• [Task item]:
Lines in which "parse" appears should be pulled from the data below.

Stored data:
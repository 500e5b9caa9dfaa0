//! Agent roles: the one-shot assistant worker, the bounded assistant pool,
//! and the long-lived manager role with its prompt/parse rules.

pub mod assistant;
pub mod manager;
pub mod parse;
pub mod pool;

pub use assistant::{run_assistant, AssistantSettings};
pub use manager::{
    answer_follow_up, Aggregation, Clarity, ClarifyOutcome, FetchOutcome, ManagerAgent,
    ManagerCallError, ManagerSettings,
};
pub use parse::{DiscoveredEvent, FetchReply};
pub use pool::{AssistantPool, BatchOutcome, PoolGauges, PoolSettings};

• [Result of the task]:
//! and the long-lived manager role with its prompt/parse rules.
pub mod parse;
pub use parse::{DiscoveredEvent, FetchReply};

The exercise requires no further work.